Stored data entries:
------------------------------------------------------------------------

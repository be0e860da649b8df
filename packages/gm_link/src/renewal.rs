//! RenewalCoordinator: request execution with single-flight credential renewal.
//!
//! Every authenticated request carries the stored access credential. When one
//! comes back unauthorized, exactly one caller (the leader) renews the pair;
//! callers that hit the same failure meanwhile queue behind it and resume
//! with its outcome, in arrival order. A request is retried at most once.

use std::sync::{Arc, Mutex, MutexGuard, PoisonError};

use serde::Deserialize;
use serde_json::{Value, json};
use tokio::sync::{oneshot, watch};
use tracing::{debug, error, info, warn};

use crate::credentials::{self, CredentialPair, CredentialSlot, CredentialStore, keys};
use crate::error::{ApiError, RenewalError};
use crate::http::{ApiRequest, ApiResponse, HttpTransport};
use crate::session::SessionEnd;

type Waiter = oneshot::Sender<Result<String, RenewalError>>;

enum RenewalState {
    Idle,
    InFlight { waiters: Vec<Waiter> },
}

/// Body returned by the renewal endpoint.
#[derive(Debug, Deserialize)]
struct RenewedPair {
    #[serde(alias = "token")]
    access_token: String,
    #[serde(default)]
    refresh_token: Option<String>,
}

pub struct RenewalCoordinator {
    transport: Arc<dyn HttpTransport>,
    store: Arc<dyn CredentialStore>,
    renewal_path: String,
    state: Mutex<RenewalState>,
    credential_tx: watch::Sender<Option<String>>,
    session_end_tx: watch::Sender<Option<SessionEnd>>,
}

impl RenewalCoordinator {
    pub fn new(
        transport: Arc<dyn HttpTransport>,
        store: Arc<dyn CredentialStore>,
        renewal_path: impl Into<String>,
    ) -> Self {
        let (credential_tx, _) = watch::channel(store.get(keys::ACCESS_TOKEN));
        let (session_end_tx, _) = watch::channel(None);
        Self {
            transport,
            store,
            renewal_path: renewal_path.into(),
            state: Mutex::new(RenewalState::Idle),
            credential_tx,
            session_end_tx,
        }
    }

    pub fn store(&self) -> &Arc<dyn CredentialStore> {
        &self.store
    }

    /// The active access credential as last published. Changes on renewal,
    /// login, join, and logout.
    pub fn subscribe_credential(&self) -> watch::Receiver<Option<String>> {
        self.credential_tx.subscribe()
    }

    /// Set once the session ends, by logout or by the server.
    pub fn subscribe_session_end(&self) -> watch::Receiver<Option<SessionEnd>> {
        self.session_end_tx.subscribe()
    }

    /// Re-read the active credential from the store and publish it.
    pub fn publish_credential(&self) {
        let current = self.store.get(keys::ACCESS_TOKEN);
        self.credential_tx.send_if_modified(|published| {
            if *published == current {
                return false;
            }
            *published = current;
            true
        });
    }

    pub fn signal_session_end(&self, reason: SessionEnd) {
        info!(?reason, "session ended");
        self.session_end_tx.send_replace(Some(reason));
    }

    /// Clear the end-of-session signal when a new session is established.
    pub fn reset_session_end(&self) {
        self.session_end_tx.send_replace(None);
    }

    /// Remove every credential and identifier, then signal `LoggedOut`.
    pub fn logout(&self) -> Result<(), ApiError> {
        let cleared = credentials::clear_all(self.store.as_ref());
        self.publish_credential();
        self.signal_session_end(SessionEnd::LoggedOut);
        cleared.map_err(ApiError::from)
    }

    fn force_logout(&self, cause: &RenewalError) {
        warn!(error = %cause, "renewal failed, forcing logout");
        if let Err(e) = self.logout() {
            error!(error = %e, "failed to clear credentials during forced logout");
        }
    }

    fn lock_state(&self) -> MutexGuard<'_, RenewalState> {
        self.state.lock().unwrap_or_else(PoisonError::into_inner)
    }

    /// Send `request` and decode a 2xx body as `T`.
    pub async fn call<T: serde::de::DeserializeOwned>(
        &self,
        request: ApiRequest,
    ) -> Result<T, ApiError> {
        let body = self.execute(request).await?;
        Ok(serde_json::from_value(body)?)
    }

    /// Send `request`, renewing the credential once on an authorization
    /// failure. Returns the body of a 2xx response.
    pub async fn execute(&self, request: ApiRequest) -> Result<Value, ApiError> {
        if !request.authenticated {
            return self.transport.execute(&request, None).await?.into_result();
        }

        let credential = self
            .store
            .get(keys::ACCESS_TOKEN)
            .ok_or(ApiError::NotAuthenticated)?;
        let response = self.transport.execute(&request, Some(&credential)).await?;
        if !response.is_unauthorized() {
            return response.into_result();
        }

        debug!(path = %request.path, "request unauthorized, renewing credential");
        let fresh = self.renewed_credential(&credential).await?;

        // Second attempt; a repeated 401 surfaces as `Unauthorized`.
        let retried: ApiResponse = self.transport.execute(&request, Some(&fresh)).await?;
        retried.into_result()
    }

    /// A credential newer than `stale`: either one already stored by an
    /// earlier renewal, or the outcome of the in-flight or a new renewal.
    async fn renewed_credential(&self, stale: &str) -> Result<String, RenewalError> {
        let queued = {
            let mut state = self.lock_state();
            if let RenewalState::InFlight { waiters } = &mut *state {
                let (tx, rx) = oneshot::channel();
                waiters.push(tx);
                info!(queued = waiters.len(), "request queued behind renewal");
                Some(rx)
            } else {
                match self.store.get(keys::ACCESS_TOKEN) {
                    Some(current) if current != stale => return Ok(current),
                    _ => {}
                }
                *state = RenewalState::InFlight {
                    waiters: Vec::new(),
                };
                None
            }
        };

        if let Some(rx) = queued {
            return rx.await.unwrap_or(Err(RenewalError::Abandoned));
        }

        let guard = InFlightGuard {
            state: &self.state,
            armed: true,
        };
        let outcome = self.renew(stale).await;
        let waiters = guard.finish();

        if !waiters.is_empty() {
            debug!(released = waiters.len(), ok = outcome.is_ok(), "releasing queued requests");
        }
        for waiter in waiters {
            let _ = waiter.send(outcome.clone());
        }

        if let Err(e) = &outcome {
            self.force_logout(e);
        }
        outcome
    }

    async fn renew(&self, stale: &str) -> Result<String, RenewalError> {
        let renewal = self
            .store
            .get(keys::REFRESH_TOKEN)
            .ok_or(RenewalError::MissingRenewalCredential)?;

        info!("renewing access credential");
        let request =
            ApiRequest::post(&self.renewal_path, json!({ "refresh_token": renewal })).anonymous();
        let response = self
            .transport
            .execute(&request, None)
            .await
            .map_err(|e| RenewalError::Transport(e.to_string()))?;
        if !response.is_success() {
            return Err(RenewalError::Rejected {
                status: response.status,
            });
        }

        let renewed: RenewedPair = serde_json::from_value(response.body)
            .map_err(|e| RenewalError::Decode(e.to_string()))?;
        let pair = CredentialPair::new(
            renewed.access_token,
            Some(renewed.refresh_token.unwrap_or(renewal)),
        );

        let store = self.store.as_ref();
        let store_err = |e: crate::error::StoreError| RenewalError::Store(e.to_string());
        pair.save(store, CredentialSlot::Active).map_err(store_err)?;
        // Keep the rejoin copy current when the session pair is the one in use.
        if store.get(keys::SESSION_ACCESS_TOKEN).as_deref() == Some(stale) {
            pair.save(store, CredentialSlot::Session).map_err(store_err)?;
        }

        self.credential_tx.send_replace(Some(pair.access.clone()));
        info!("access credential renewed");
        Ok(pair.access)
    }
}

/// Resets the in-flight state if the renewing caller is dropped mid-renewal,
/// failing its queued requests with `Abandoned`.
struct InFlightGuard<'a> {
    state: &'a Mutex<RenewalState>,
    armed: bool,
}

impl InFlightGuard<'_> {
    fn take_waiters(&self) -> Vec<Waiter> {
        let mut state = self.state.lock().unwrap_or_else(PoisonError::into_inner);
        match std::mem::replace(&mut *state, RenewalState::Idle) {
            RenewalState::InFlight { waiters } => waiters,
            RenewalState::Idle => Vec::new(),
        }
    }

    fn finish(mut self) -> Vec<Waiter> {
        self.armed = false;
        self.take_waiters()
    }
}

impl Drop for InFlightGuard<'_> {
    fn drop(&mut self) {
        if !self.armed {
            return;
        }
        let waiters = self.take_waiters();
        warn!(queued = waiters.len(), "renewal abandoned");
        for waiter in waiters {
            let _ = waiter.send(Err(RenewalError::Abandoned));
        }
    }
}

------------------------------------------------------------------------

| Task requirements |
Each line from the top of the entries above through the line containing "pub fn store(&self)" must be transcribed exactly, and no other line may appear.

| Your response |
repository be0e860da649b8df
filename packages/gm_link/src/renewal.rs
//! RenewalCoordinator: request execution with single-flight credential renewal.
//!
//! Every authenticated request carries the stored access credential. When one
//! comes back unauthorized, exactly one caller (the leader) renews the pair;
//! callers that hit the same failure meanwhile queue behind it and resume
//! with its outcome, in arrival order. A request is retried at most once.

use std::sync::{Arc, Mutex, MutexGuard, PoisonError};

use serde::Deserialize;
use serde_json::{Value, json};
use tokio::sync::{oneshot, watch};
use tracing::{debug, error, info, warn};

use crate::credentials::{self, CredentialPair, CredentialSlot, CredentialStore, keys};
use crate::error::{ApiError, RenewalError};
use crate::http::{ApiRequest, ApiResponse, HttpTransport};
use crate::session::SessionEnd;

type Waiter = oneshot::Sender<Result<String, RenewalError>>;

enum RenewalState {
    Idle,
    InFlight { waiters: Vec<Waiter> },
}

/// Body returned by the renewal endpoint.
#[derive(Debug, Deserialize)]
struct RenewedPair {
    #[serde(alias = "token")]
    access_token: String,
    #[serde(default)]
    refresh_token: Option<String>,
}

pub struct RenewalCoordinator {
    transport: Arc<dyn HttpTransport>,
    store: Arc<dyn CredentialStore>,
    renewal_path: String,
    state: Mutex<RenewalState>,
    credential_tx: watch::Sender<Option<String>>,
    session_end_tx: watch::Sender<Option<SessionEnd>>,
}

impl RenewalCoordinator {
    pub fn new(
        transport: Arc<dyn HttpTransport>,
        store: Arc<dyn CredentialStore>,
        renewal_path: impl Into<String>,
    ) -> Self {
        let (credential_tx, _) = watch::channel(store.get(keys::ACCESS_TOKEN));
        let (session_end_tx, _) = watch::channel(None);
        Self {
            transport,
            store,
            renewal_path: renewal_path.into(),
            state: Mutex::new(RenewalState::Idle),
            credential_tx,
            session_end_tx,
        }
    }

    pub fn store(&self) -> &Arc<dyn CredentialStore> {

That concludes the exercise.